• _HOW TO COMPLETE THIS TASK_:
Lift out all lines below that contain "success".

═══ MATERIAL PROVIDED

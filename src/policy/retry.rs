//! Retry with fixed or backoff delays.

use std::future::Future;
use std::time::Duration;

use tracing::{debug, trace};

use crate::error::Result;
use crate::options::{Options, defaults};

/// Backoff strategy between retry attempts.
#[derive(Debug, Clone, PartialEq)]
pub enum BackoffStrategy {
    /// Fixed delay between attempts.
    Fixed(Duration),
    /// Exponential backoff with configurable parameters.
    Exponential {
        /// Initial delay.
        base: Duration,
        /// Maximum delay.
        max: Duration,
        /// Multiplier for each attempt.
        multiplier: f64,
    },
}

impl BackoffStrategy {
    /// Calculate the delay after a given failed attempt (0-indexed).
    pub fn delay_for_attempt(&self, attempt: u32) -> Duration {
        match self {
            BackoffStrategy::Fixed(d) => *d,
            BackoffStrategy::Exponential {
                base,
                max,
                multiplier,
            } => {
                let exponent = i32::try_from(attempt).unwrap_or(i32::MAX);
                let secs = base.as_secs_f64() * multiplier.powi(exponent);
                if !secs.is_finite() || secs >= max.as_secs_f64() {
                    *max
                } else {
                    Duration::from_secs_f64(secs.max(0.0))
                }
            }
        }
    }
}

impl Default for BackoffStrategy {
    fn default() -> Self {
        BackoffStrategy::Fixed(*defaults::RETRY_DELAY.default_value())
    }
}

/// Retry configuration.
#[derive(Debug, Clone, PartialEq)]
pub struct RetryConfig {
    /// Total attempts including the first. `None` retries until success or a
    /// non-retryable error.
    pub max_attempts: Option<u32>,
    /// Delay between attempts.
    pub backoff: BackoffStrategy,
}

impl Default for RetryConfig {
    fn default() -> Self {
        Self::from_options(&Options::new())
    }
}

impl RetryConfig {
    /// Read the retry tunables from an option set.
    ///
    /// Exponential backoff replaces the fixed delay when enabled.
    pub fn from_options(options: &Options) -> Self {
        let backoff = if options.get(&defaults::RETRY_BACKOFF_ENABLED) {
            BackoffStrategy::Exponential {
                base: options.get(&defaults::RETRY_BACKOFF_DELAY),
                max: options.get(&defaults::RETRY_BACKOFF_MAX_DELAY),
                multiplier: options.get(&defaults::RETRY_BACKOFF_DELAY_FACTOR),
            }
        } else {
            BackoffStrategy::Fixed(options.get(&defaults::RETRY_DELAY))
        };
        Self {
            max_attempts: options.get(&defaults::RETRY_MAX_ATTEMPTS),
            backoff,
        }
    }

    /// Create a configuration with a fixed delay.
    pub fn fixed(max_attempts: u32, delay: Duration) -> Self {
        Self {
            max_attempts: Some(max_attempts),
            backoff: BackoffStrategy::Fixed(delay),
        }
    }

    /// Set the total number of attempts.
    pub fn with_max_attempts(mut self, max_attempts: u32) -> Self {
        self.max_attempts = Some(max_attempts);
        self
    }

    /// Retry until success or a non-retryable error.
    pub fn unlimited(mut self) -> Self {
        self.max_attempts = None;
        self
    }

    /// Set the backoff strategy.
    pub fn with_backoff(mut self, backoff: BackoffStrategy) -> Self {
        self.backoff = backoff;
        self
    }

    /// Check if another attempt may follow `attempts` completed ones.
    pub fn should_retry(&self, attempts: u32) -> bool {
        match self.max_attempts {
            Some(max) => attempts < max,
            None => true,
        }
    }
}

/// Runs an operation until it succeeds, fails with a non-retryable error, or
/// runs out of attempts.
#[derive(Debug, Clone)]
pub struct Retry {
    config: RetryConfig,
}

impl Retry {
    /// Create a retry policy.
    pub fn new(config: RetryConfig) -> Self {
        Self { config }
    }

    /// Get the configuration.
    pub fn config(&self) -> &RetryConfig {
        &self.config
    }

    /// Run `op`, retrying errors classified as retryable.
    ///
    /// The last error is returned as-is once attempts are exhausted.
    pub async fn run<F, Fut, T>(&self, mut op: F) -> Result<T>
    where
        F: FnMut() -> Fut,
        Fut: Future<Output = Result<T>>,
    {
        let mut attempts = 0u32;
        loop {
            attempts = attempts.saturating_add(1);
            match op().await {
                Ok(value) => {
                    if attempts > 1 {
                        debug!(attempts, "succeeded after retry");
                    }
                    return Ok(value);
                }
                Err(e) if e.is_retryable() && self.config.should_retry(attempts) => {
                    let delay = self.config.backoff.delay_for_attempt(attempts - 1);
                    trace!(attempt = attempts, ?delay, error = %e, "retrying");
                    tokio::time::sleep(delay).await;
                }
                Err(e) => {
                    if attempts > 1 {
                        debug!(attempts, error = %e, "giving up");
                    }
                    return Err(e);
                }
            }
        }
    }
}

══════

• _TASK OUTPUT_:
    /// Total attempts including the first. `None` retries until success or a
    /// Retry until success or a non-retryable error.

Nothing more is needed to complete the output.